29 Kasım 2010 Pazartesi

Capetown & Garden Route

Capetown oldukça geniş alana yayılmış bir şehir olduğu için, bir avrupa şehri gibi yürüyerek gezmeniz pek mümkün değil. Sağdan direksiyon olmasına rağmen çok kısa sürede alışacağınıza garanti ederek daha alana iner inmez araba kiralamanızı tavsiye ediyorum.
Capetown'da nüfus yaklaşık iki milyon kadar...Nüfusa göre şehir, yüz ölçümü olarak hayli geniş...Beyazların siyahlardan sayıca fazla oldukları bir Afrika şehri. Her ne kadar Nelson Mandela'nın eli değmiş olsa da hala siyahlarla beyazlar arasındaki beyazların lehine olan ciddi farkı hissetmemenize imkan yok. İngiliz ve Hollanda kültürlerinin harmanlanışını sıkça hissedeceksiniz.

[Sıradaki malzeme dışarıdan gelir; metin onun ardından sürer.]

//! Prebuilt Khronos validation layers for Android devices

use super::{fetch_and_extract, hoist_single_dir, Installation, Tool};
use crate::error::SparkleResult;
use crate::platform::Host;
use crate::prerequisites::{ResolveContext, ToolKind};
use async_trait::async_trait;
use std::path::Path;

/// Shared library each ABI directory must hold
pub const VALIDATION_LAYER_LIB: &str = "libVkLayer_khronos_validation.so";

/// `<abi>/libVkLayer_khronos_validation.so` trees, released alongside each
/// Vulkan SDK version
pub struct AndroidValidationLayers {
    version: String,
}

impl AndroidValidationLayers {
    pub fn new(vulkan_version: &str) -> Self {
        Self {
            version: vulkan_version.to_string(),
        }
    }

    pub fn download_url(&self) -> String {
        format!(
            "https://github.com/KhronosGroup/Vulkan-ValidationLayers/releases/download/vulkan-sdk-{v}/android-binaries-{v}.zip",
            v = self.version
        )
    }
}

#[async_trait]
impl Tool for AndroidValidationLayers {
    fn kind(&self) -> ToolKind {
        ToolKind::AndroidValidationLayers
    }

    fn version(&self) -> Option<&str> {
        Some(&self.version)
    }

    fn validate(&self, root: &Path, _host: Host) -> Option<Installation> {
        let entries = std::fs::read_dir(root).ok()?;
        entries
            .filter_map(Result::ok)
            .map(|entry| entry.path().join(VALIDATION_LAYER_LIB))
            .find(|lib| lib.is_file())
            .map(|lib| Installation::new(root, lib))
    }

    fn can_install(&self, _host: Host) -> bool {
        true
    }

    async fn install(&self, cx: &ResolveContext, staging: &Path) -> SparkleResult<()> {
        fetch_and_extract(cx, &self.download_url(), "android-validation-layers", staging).await?;
        hoist_single_dir(staging).await
    }

    fn hint(&self, _host: Host) -> String {
        format!(
            "Download {} and unpack its ABI directories into app/src/main/jniLibs",
            self.download_url()
        )
    }
}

Daha uçaktan inerken şehrin güzelliğine hayran kalmamak mümkün değil, genelde şık yapılar, malikaneler ve gökdelenlerle son derece çağdaş ve zengin bir şehir göze çarpıyor ama arada yolunuzu kaybettiginizde  bir gecekondu mahallesinde barakalarla ve oradaki siyah halkla karşılaşmanız da mümkün...
GreenMarket
Capetown şehir Merkezi; Long Street, Green Market, St.Georges kilisesinin bulunduğu alanlardan halka halka genişleyerek deniz kıyısına kadar yayılmakta. Ancak downtownu görmeden dönmek büyük haksızlık olur. Her ne kadar kendinizi biraz tedirgin hissetseniz de; çantanıza dikkat ederek yürümeniz koşuluyla Long Streette yürümeli, Green Marketteki yerel el yapımı hediyelik eşyalarının satıldığı pazarı gezmeli (tablo, süs eşyaları, kap kacak, masa örtüsü, maskeler vs.), alışveriş edecekseniz mutlaka size teklif edilen fiyatın yarısına kadar pazarlık yapmalı ve biraz soluklanmak icin hemen Green Market'e bakan civardaki cafelerde oturup bir kahve yudumlamalısınız.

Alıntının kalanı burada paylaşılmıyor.